Background

With estimated global post-operative mortality rates at 1-4% leading to approximately 3-12 million deaths per year, an urgent need exists for reliable measures of perioperative risk. Existing approaches suffer from poor performance, place a high burden on clinicians to gather data, or do not incorporate intraoperative data. Prior work demonstrated that intraoperative anesthetics induce prefrontal EEG oscillations in the alpha band (8-12Hz) that correlate with post-operative cognitive outcomes.

Methods

We analyzed a retrospective cohort of 1,081 patients undergoing surgery with general anesthesia at Massachusetts General Hospital with intraoperative EEG recordings. The association between EEG alpha power and adverse outcomes were characterized using statistical models that were fitted on propensity weighted data. Our primary outcome was post-operative mortality, measured from date of surgery to date of death or last follow-up. Secondary outcomes included mortality within pre-specified time windows (30-days, 90-days, 180-days, and 1-year), hospital and PACU lengths of stay, discharge to long-term care, and 30-day hospital readmission.

Results

Alpha power was associated with mortality risk (HR = 0.92, 95% CI:[ 0.85, 0.99], p=0.039). Within specified time windows, alpha power was associated with 30-day mortality (OR = 0.81, 95% CI: [0.66, 0.95], p=0.010), 90-day mortality (OR = 0.68, 95% CI: [0.55, 0.79], p<0.001), 180-day mortality (OR = 0.75, 95% CI: [0.66, 0.83], p<0.001), and 1-year mortality (OR = 0.85, 95% CI: [0.79, 0.91], p<0.001).
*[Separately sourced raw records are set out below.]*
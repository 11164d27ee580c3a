//! In-memory image store
//!
//! Decodes and keeps uploads in a map. Used by the test suites and when no
//! Cloudinary credentials are configured (uploads are then lost on
//! restart, which the server logs at startup).

use async_trait::async_trait;
use base64::Engine;
use base64::engine::general_purpose::STANDARD;
use std::collections::HashMap;
use std::sync::Mutex;

use super::{ImageError, ImageResult, ImageStore, UploadedImage, parse_data_url};

const URL_PREFIX: &str = "memory://images/";

#[derive(Debug, Default)]
pub struct MemoryImageStore {
    images: Mutex<HashMap<String, UploadedImage>>,
}

impl MemoryImageStore {
    pub fn new() -> Self {
        Self::default()
    }

    /// Whether an image with this public id is currently stored
    pub fn contains(&self, public_id: &str) -> bool {
        self.images
            .lock()
            .map(|images| images.contains_key(public_id))
            .unwrap_or(false)
    }

    /// Number of stored images
    pub fn len(&self) -> usize {
        self.images.lock().map(|images| images.len()).unwrap_or(0)
    }

    pub fn is_empty(&self) -> bool {
        self.len() == 0
    }

    fn lock_error() -> ImageError {
        ImageError::Service("image map poisoned".into())
    }
}

#[async_trait]
impl ImageStore for MemoryImageStore {
    async fn upload(&self, data_url: &str, folder: &str) -> ImageResult<UploadedImage> {
        let (format, payload) = parse_data_url(data_url)?;
        let bytes = STANDARD
            .decode(payload.trim())
            .map_err(|_| ImageError::InvalidFormat)?;

        let key = uuid::Uuid::new_v4().simple().to_string();
        let public_id = format!("{}/{}", folder.trim_matches('/'), key);
        let image = UploadedImage {
            url: format!("{URL_PREFIX}{public_id}.{format}"),
            public_id: public_id.clone(),
            format,
            bytes: bytes.len() as u64,
        };

        self.images
            .lock()
            .map_err(|_| Self::lock_error())?
            .insert(public_id, image.clone());
        Ok(image)
    }

    async fn delete(&self, public_id: &str) -> ImageResult<()> {
        self.images
            .lock()
            .map_err(|_| Self::lock_error())?
            .remove(public_id);
        Ok(())
    }

    fn is_hosted_url(&self, url: &str) -> bool {
        url.starts_with(URL_PREFIX)
    }

    fn public_id(&self, url: &str) -> Option<String> {
        let path = url.strip_prefix(URL_PREFIX)?;
        let id = path.rsplit_once('.').map(|(stem, _)| stem).unwrap_or(path);
        Some(id.to_string())
    }
}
Additionally, alpha power was associated with discharge to long-term care (OR = 0.91, 95% CI: [0.86, 0.96], p<0.001). We did not find significant associations among alpha power and 30-day readmission and hospital or PACU lengths of stay.

Conclusions

Intraoperative EEG alpha power is independently associated with post-operative mortality and adverse outcomes, suggesting it could represent a broad measure of post-operative physical resilience and provide clinicians with a low-burden, personalized measure of post-operative risk.